"Nothing will stop them!" cried Santa Anna. "The Texans cower before such a splendid force! They will lay down their arms!"

Ned felt his body growing colder and colder, and there was a strange tingling at the roots of the hair. Now the people upon the roofs were shouting their utmost, and the voices of many women united in one shrill, piercing cry. But he never turned to look at them. His eyes were always on the charging host which converged so fast upon the Alamo.

The trumpet blew another signal, and there was a crash so loud that it made Ned jump. All the Mexican batteries had fired at once over the heads of their own

troops at the Alamo. While the gunners reloaded the smoke of the discharge drifted away and the Alamo still stood silent. But over it yet hung a banner on which was written in great letters the word, "Texas."

The Mexican troops were coming close now. The bands playing the Deguelo swelled to greater volume and the ground shook again as the Mexican artillery fired its second volley. When the smoke drifted away again the Alamo itself suddenly burst into flame. The Texan cannon at close range poured their shot and shell into the dense ranks of the Mexicans. But piercing through the heavy thud of the cannon came the shriller and more deadly crackle of the rifles. The Texans were there, every one of them, on the walls.
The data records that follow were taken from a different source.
use std::{
    collections::BTreeMap,
    fs,
    path::{Path, PathBuf},
};

use anyhow::{bail, Context, Result};
use campaign_ledger::{
    AccountId, Amount, Bank, CampaignLedger, LedgerConfig, LedgerSnapshot, SystemClock,
};
use serde::{Deserialize, Serialize};
use tracing::debug;

pub const STATE_VERSION: u8 = 1;

pub type CliLedger = CampaignLedger<SystemClock, Bank>;

/// Everything the CLI keeps between invocations.
#[derive(Serialize, Deserialize)]
pub struct StateFile {
    pub version: u8,
    /// Simulated time added on top of the wall clock by `advance`.
    pub clock_offset_secs: u64,
    pub balances: BTreeMap<AccountId, Amount>,
    pub ledger: LedgerSnapshot,
}

impl StateFile {
    pub fn empty() -> Self {
        let blank = CliLedger::new(LedgerConfig::default(), SystemClock::new(), Bank::new());
        Self::capture(&blank)
    }

    pub fn capture(ledger: &CliLedger) -> Self {
        Self {
            version: STATE_VERSION,
            clock_offset_secs: ledger.clock().offset_secs(),
            balances: ledger.transfer().balances(),
            ledger: ledger.snapshot(),
        }
    }

    pub fn into_ledger(self, config: LedgerConfig) -> Result<CliLedger> {
        let ledger = CampaignLedger::restore(
            self.ledger,
            config,
            SystemClock::with_offset(self.clock_offset_secs),
            Bank::from_balances(self.balances),
        )?;
        Ok(ledger)
    }
}

/// Reads the state file, or starts from an empty ledger if it does not exist.
pub fn read_state(path: &Path) -> Result<StateFile> {
    if !path.exists() {
        debug!(path = %path.display(), "no state file yet, starting empty");
        return Ok(StateFile::empty());
    }
    let bytes = fs::read(path).with_context(|| format!("read {}", path.display()))?;
    let state: StateFile =
        serde_json::from_slice(&bytes).with_context(|| format!("parse {}", path.display()))?;
    if state.version != STATE_VERSION {
        bail!(
            "{}: unsupported state version {} (expected {STATE_VERSION})",
            path.display(),
            state.version
        );
    }
    Ok(state)
}

/// Writes next to the target and renames over it, so a crash never leaves a
/// half-written state file.
pub fn write_state(path: &Path, state: &StateFile) -> Result<()> {
    if let Some(parent) = path.parent().filter(|p| !p.as_os_str().is_empty()) {
        fs::create_dir_all(parent).with_context(|| format!("mkdir {}", parent.display()))?;
    }
    let json = serde_json::to_vec_pretty(state).context("encode state")?;
    let tmp = tmp_path(path);
    fs::write(&tmp, json).with_context(|| format!("write {}", tmp.display()))?;
    fs::rename(&tmp, path).with_context(|| format!("replace {}", path.display()))?;
    debug!(path = %path.display(), height = state.ledger.meta.height, "state saved");
    Ok(())
}

fn tmp_path(path: &Path) -> PathBuf {
    let mut name = path.file_name().unwrap_or_default().to_os_string();
    name.push(".tmp");
    path.with_file_name(name)
}

#[cfg(test)]
mod tests {
    use super::*;

    #[test]
    fn missing_file_reads_as_empty_ledger() {
        let dir = tempfile::tempdir().unwrap();
        let state = read_state(&dir.path().join("absent.json")).unwrap();
        assert_eq!(state.version, STATE_VERSION);
        assert_eq!(state.clock_offset_secs, 0);
        assert!(state.ledger.campaigns.is_empty());
        assert!(state.ledger.verify_root());
    }

    #[test]
    fn state_round_trips_through_disk() {
        let dir = tempfile::tempdir().unwrap();
        let path = dir.path().join("nested").join("state.json");

        let ledger = StateFile::empty().into_ledger(LedgerConfig::default()).unwrap();
        ledger.transfer().credit(&"donor1".to_string(), 7).unwrap();
        let id = ledger.create_campaign("creator", "Save the Pandas", 10, 30).unwrap();
        ledger.donate(id, "donor1", 3).unwrap();
        write_state(&path, &StateFile::capture(&ledger)).unwrap();
        assert!(!tmp_path(&path).exists());

        let restored = read_state(&path)
            .unwrap()
            .into_ledger(LedgerConfig::default())
            .unwrap();
        assert_eq!(restored.campaign(id).unwrap(), ledger.campaign(id).unwrap());
        assert_eq!(restored.donations(id).unwrap().len(), 1);
        assert_eq!(restored.transfer().balance("donor1"), 7);
    }

    #[test]
    fn tampered_state_is_rejected() {
        let dir = tempfile::tempdir().unwrap();
        let path = dir.path().join("state.json");
        let ledger = StateFile::empty().into_ledger(LedgerConfig::default()).unwrap();
        let id = ledger.create_campaign("creator", "roof", 10, 1).unwrap();
        ledger.donate(id, "alice", 4).unwrap();

        let mut state = StateFile::capture(&ledger);
        state.ledger.campaigns[0].donations[0].amount = 9;
        state.ledger.campaigns[0].campaign.amount_collected = 9;
        write_state(&path, &state).unwrap();

        let err = read_state(&path)
            .unwrap()
            .into_ledger(LedgerConfig::default())
            .err()
            .unwrap();
        assert!(err.to_string().contains("state root mismatch"), "{err:#}");
    }

    #[test]
    fn unknown_version_is_refused() {
        let dir = tempfile::tempdir().unwrap();
        let path = dir.path().join("state.json");
        let mut state = StateFile::empty();
        state.version = 9;
        write_state(&path, &state).unwrap();
        assert!(read_state(&path).is_err());
    }
}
He might have known it. Nothing on earth could catch them asleep, nor could anything on earth or under it frighten them into laying down their arms.

Ned began to shout, but only hoarse cries came from a dry throat through dry lips. The great pulses in his throat were leaping again, and he was saying: "The Texans! The Texans! Oh, the brave Texans!"

But nobody heard him. Santa Anna, Filisola, Castrillon, Tolsa, Gaona and the other generals were leaning against the earthwork, absorbed in the tremendous spectacle that was passing before them. The soldiers who were to guard the prisoner forgot him and they, too, were engrossed in the terrible and thrilling panorama of war. Ned might have walked away, no one noticing, but he, too, had but one thought, and that was the Alamo.

He saw the Mexican columns shiver when the first volley was poured upon them from the walls. In a single glance aside he beheld the exultant look on the faces of Santa Anna and his generals die away, and he suddenly became conscious that the shrill shouting on the flat roofs

of the houses had ceased. But the Mexican cannon still poured a cloud of shot and shell over the heads of their men at the Alamo, and the troops went on.

Ned, keen of ear and so intent that he missed nothing, could now separate the two fires. The crackle of the rifles which came from the Alamo dominated. Rapid, steady, incessant, it beat heavily upon the hearing and nerves. Pyramids and spires of smoke arose, drifted and arose again. In the intervals he saw the walls of the church a sheet of flame, and he saw the Mexicans falling by dozens and scores upon the plain. He knew that at the short range the Texan rifles never missed, and that the hail of their bullets was cutting through the Mexican ranks like a fire through dry grass.